Task material |
|---|
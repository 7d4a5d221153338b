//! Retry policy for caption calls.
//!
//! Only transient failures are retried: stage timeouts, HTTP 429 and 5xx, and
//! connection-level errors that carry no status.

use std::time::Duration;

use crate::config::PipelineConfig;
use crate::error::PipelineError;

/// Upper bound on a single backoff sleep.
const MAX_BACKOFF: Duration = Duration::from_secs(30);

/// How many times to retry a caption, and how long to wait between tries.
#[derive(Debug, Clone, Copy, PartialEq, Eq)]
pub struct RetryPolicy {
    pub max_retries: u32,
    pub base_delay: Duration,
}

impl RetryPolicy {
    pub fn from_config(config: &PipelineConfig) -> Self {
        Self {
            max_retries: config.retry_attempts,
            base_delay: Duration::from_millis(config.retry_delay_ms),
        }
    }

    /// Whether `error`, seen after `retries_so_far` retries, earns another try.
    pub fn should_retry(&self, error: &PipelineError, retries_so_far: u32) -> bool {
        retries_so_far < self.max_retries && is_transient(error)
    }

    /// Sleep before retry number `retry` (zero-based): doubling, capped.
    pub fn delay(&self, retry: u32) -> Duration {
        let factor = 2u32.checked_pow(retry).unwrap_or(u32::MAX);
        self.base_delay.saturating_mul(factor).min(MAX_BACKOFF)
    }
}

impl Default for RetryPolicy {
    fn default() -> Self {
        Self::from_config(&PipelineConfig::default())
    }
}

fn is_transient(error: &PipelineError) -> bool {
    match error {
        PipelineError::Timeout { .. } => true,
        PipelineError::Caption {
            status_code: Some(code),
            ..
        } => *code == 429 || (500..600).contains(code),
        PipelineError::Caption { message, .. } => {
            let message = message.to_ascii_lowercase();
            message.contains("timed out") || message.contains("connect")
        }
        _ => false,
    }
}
|---|
Problem | A verbatim copy of all the records is required. Write it out in full.

Exercise answer |
repository 7d4a5d221153338b
//! Retry policy for caption calls.
//!
//! Only transient failures are retried: stage timeouts, HTTP 429 and 5xx, and
//! connection-level errors that carry no status.

use std::time::Duration;

use crate::config::PipelineConfig;
use crate::error::PipelineError;

/// Upper bound on a single backoff sleep.
const MAX_BACKOFF: Duration = Duration::from_secs(30);

/// How many times to retry a caption, and how long to wait between tries.
#[derive(Debug, Clone, Copy, PartialEq, Eq)]
pub struct RetryPolicy {
    pub max_retries: u32,
    pub base_delay: Duration,
}

impl RetryPolicy {
    pub fn from_config(config: &PipelineConfig) -> Self {
        Self {
            max_retries: config.retry_attempts,
            base_delay: Duration::from_millis(config.retry_delay_ms),
        }
    }

    /// Whether `error`, seen after `retries_so_far` retries, earns another try.
    pub fn should_retry(&self, error: &PipelineError, retries_so_far: u32) -> bool {
        retries_so_far < self.max_retries && is_transient(error)
    }

    /// Sleep before retry number `retry` (zero-based): doubling, capped.
    pub fn delay(&self, retry: u32) -> Duration {
        let factor = 2u32.checked_pow(retry).unwrap_or(u32::MAX);
        self.base_delay.saturating_mul(factor).min(MAX_BACKOFF)
    }
}

impl Default for RetryPolicy {
    fn default() -> Self {
        Self::from_config(&PipelineConfig::default())
    }
}

fn is_transient(error: &PipelineError) -> bool {
    match error {
        PipelineError::Timeout { .. } => true,
        PipelineError::Caption {
            status_code: Some(code),
            ..
        } => *code == 429 || (500..600).contains(code),
        PipelineError::Caption { message, .. } => {
            let message = message.to_ascii_lowercase();
            message.contains("timed out") || message.contains("connect")
        }
        _ => false,
    }
}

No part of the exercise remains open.